In conclusion we may mention that tune of his which seems to defy analysis, and seems to exemplify much which we would criticise in Gauntlett, and yet to carry away many well-deserved honours. The tune is IRBY, his incomparable and indivorcible setting of “Once in royal David’s city.” Its melody is known all over the world—and yet there is no more complete example even in his works of the keybound and unenterprising. Every line comes back to the tonic except one which ends on the mediant. There is no hope, whatever you do with the harmonies, of disguising this. And yet the curve of the melodic phrase itself, the judicious placing of the passing- notes, and the unanalysable but undeniable fact that at this moment the inspiration was upon its composer, make this a tune which none of us could do without. It is essentially intimate and on the small scale; and in the unison version with a very simple accompaniment in E.H. (which follows fairly well Gauntlett’s first version) this is the effect given. How different the effect when it is sung as a stately processional at King’s College. Here, with the melody moving very slowly, there is plenty of time for due weight to be given to each note, and for a few touches of harmonic variety which all help the tune to achieve a breadth of which its composer probably never dreamed. (The ingenuity of the harmony and of the movement of the bass in the opening lines should not be missed.) In sum, it is a thoroughly agreeable, unashamedly sentimental tune inseparable from English hymnody; a tune which contains more music than its composer suspected; and one which (unlike most of its contemporaries) can be called sentimental with no intention to insult it This is the kind of greatness which is occasionally “thrust upon” a composer, that what he has written becomes, through a new interpretation, a means of grace in a way which he never intended but of which he would have been delighted to hear.

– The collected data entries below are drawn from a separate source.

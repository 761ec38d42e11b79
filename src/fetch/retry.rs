//! Bounded retry with linear backoff for registry requests.
//!
//! Every failed attempt is retryable: transport errors, timeouts, non-2xx
//! responses and undecodable bodies alike. The [`RetryPolicy`] only bounds
//! the number of attempts and computes the wait before the next one:
//!
//! ```text
//! delay(attempt) = attempt * backoff_unit
//! ```
//!
//! With defaults (3 attempts, 1s unit) the waits are 1s then 2s, and no wait
//! follows the third failure.
//!
//! Waiting goes through the [`Delay`] trait so tests can observe backoff
//! without real wall-clock sleeps.

use std::time::Duration;

use async_trait::async_trait;
use tracing::{debug, instrument};

/// Default maximum attempts (including the first).
pub const DEFAULT_MAX_ATTEMPTS: u32 = 3;

/// Default backoff unit.
const DEFAULT_BACKOFF_UNIT: Duration = Duration::from_secs(1);

/// Decision on whether to retry a failed request.
#[derive(Debug, Clone, PartialEq, Eq)]
pub enum RetryDecision {
    /// Retry after the specified delay.
    Retry {
        /// How long to wait before retrying.
        delay: Duration,
        /// Which attempt number this will be (1-indexed, so first retry is attempt 2).
        attempt: u32,
    },

    /// Do not retry.
    DoNotRetry {
        /// Human-readable reason.
        reason: String,
    },
}

/// Attempt ceiling and linear backoff.
#[derive(Debug, Clone)]
pub struct RetryPolicy {
    /// Maximum number of attempts (including the initial attempt).
    max_attempts: u32,

    /// Wait per attempt number already made.
    backoff_unit: Duration,
}

impl Default for RetryPolicy {
    fn default() -> Self {
        Self {
            max_attempts: DEFAULT_MAX_ATTEMPTS,
            backoff_unit: DEFAULT_BACKOFF_UNIT,
        }
    }
}

impl RetryPolicy {
    /// Creates a policy; `max_attempts` is clamped to at least 1.
    #[must_use]
    pub fn new(max_attempts: u32, backoff_unit: Duration) -> Self {
        Self {
            max_attempts: max_attempts.max(1),
            backoff_unit,
        }
    }

    /// Returns the maximum number of attempts configured.
    #[must_use]
    pub fn max_attempts(&self) -> u32 {
        self.max_attempts
    }

    /// Determines whether to retry after `attempt` (1-indexed) failed.
    #[instrument(level = "trace", skip(self), fields(max_attempts = self.max_attempts))]
    pub fn should_retry(&self, attempt: u32) -> RetryDecision {
        if attempt >= self.max_attempts {
            debug!(attempt, max = self.max_attempts, "max attempts reached");
            return RetryDecision::DoNotRetry {
                reason: format!("max attempts ({}) exhausted", self.max_attempts),
            };
        }

        RetryDecision::Retry {
            delay: self.delay_after(attempt),
            attempt: attempt + 1,
        }
    }

    /// Linear backoff: wait `attempt` units after attempt `attempt` failed.
    fn delay_after(&self, attempt: u32) -> Duration {
        self.backoff_unit.saturating_mul(attempt)
    }
}

/// Source of waits between attempts.
#[async_trait]
pub trait Delay: Send + Sync {
    /// Suspends for `duration`.
    async fn sleep(&self, duration: Duration);
}

/// Real wall-clock delay backed by `tokio::time::sleep`.
#[derive(Debug, Clone, Copy, Default)]
pub struct TokioDelay;

#[async_trait]
impl Delay for TokioDelay {
    async fn sleep(&self, duration: Duration) {
        tokio::time::sleep(duration).await;
    }
}
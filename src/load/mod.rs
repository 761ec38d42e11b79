//! Record sinks: the chunked warehouse loader and the NDJSON file sink.
//!
//! Both implement [`Sink`]; [`select_sink`] builds the configured one.

mod batch;
mod error;
mod file;
mod loader;
mod selector;
mod warehouse;

use async_trait::async_trait;

use crate::fetch::Record;

pub use batch::BatchId;
pub use error::{LoadError, WarehouseError, WarehouseErrorKind};
pub use file::{DEFAULT_ARTIFACTS_DIR, FileSink, NDJSON_FILE_NAME};
pub use loader::{BatchLoader, DEFAULT_INSERT_CHUNK};
pub use selector::{SinkKind, SinkSetupError, UnknownSinkKind, select_sink, warehouse_from_config};
pub use warehouse::{PingReport, RAW_TABLE, SqlWarehouse, WarehouseConnector, WarehouseSession};

/// Result of one [`Sink::store`] call.
#[derive(Debug, Clone, PartialEq, Eq)]
pub struct StoreReport {
    /// Rows written.
    pub rows: usize,
    /// Batch tag, when the sink issues one.
    pub batch_id: Option<BatchId>,
    /// Where the rows went.
    pub destination: String,
}

/// Destination for one run's records.
#[async_trait]
pub trait Sink: Send + Sync {
    /// Persists `records` as a single batch.
    async fn store(&self, records: Vec<Record>) -> Result<StoreReport, LoadError>;

    /// Destination description for logs.
    fn describe(&self) -> String;
}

Something of the same happened to Dykes in the case of NICAEA (see our previous article), which he never heard sung maestoso in D major, but which, so interpreted, places him among the immortals.
Like all his contemporaries, Gauntlett wrote many pot-boilers; since he is said to have written in all ten thousand tunes this is not surprising; but at his best he was strong enough to achieve a representation of five tunes in E.H. and to carry his tunes into every hymn-book and one, at least, into every home.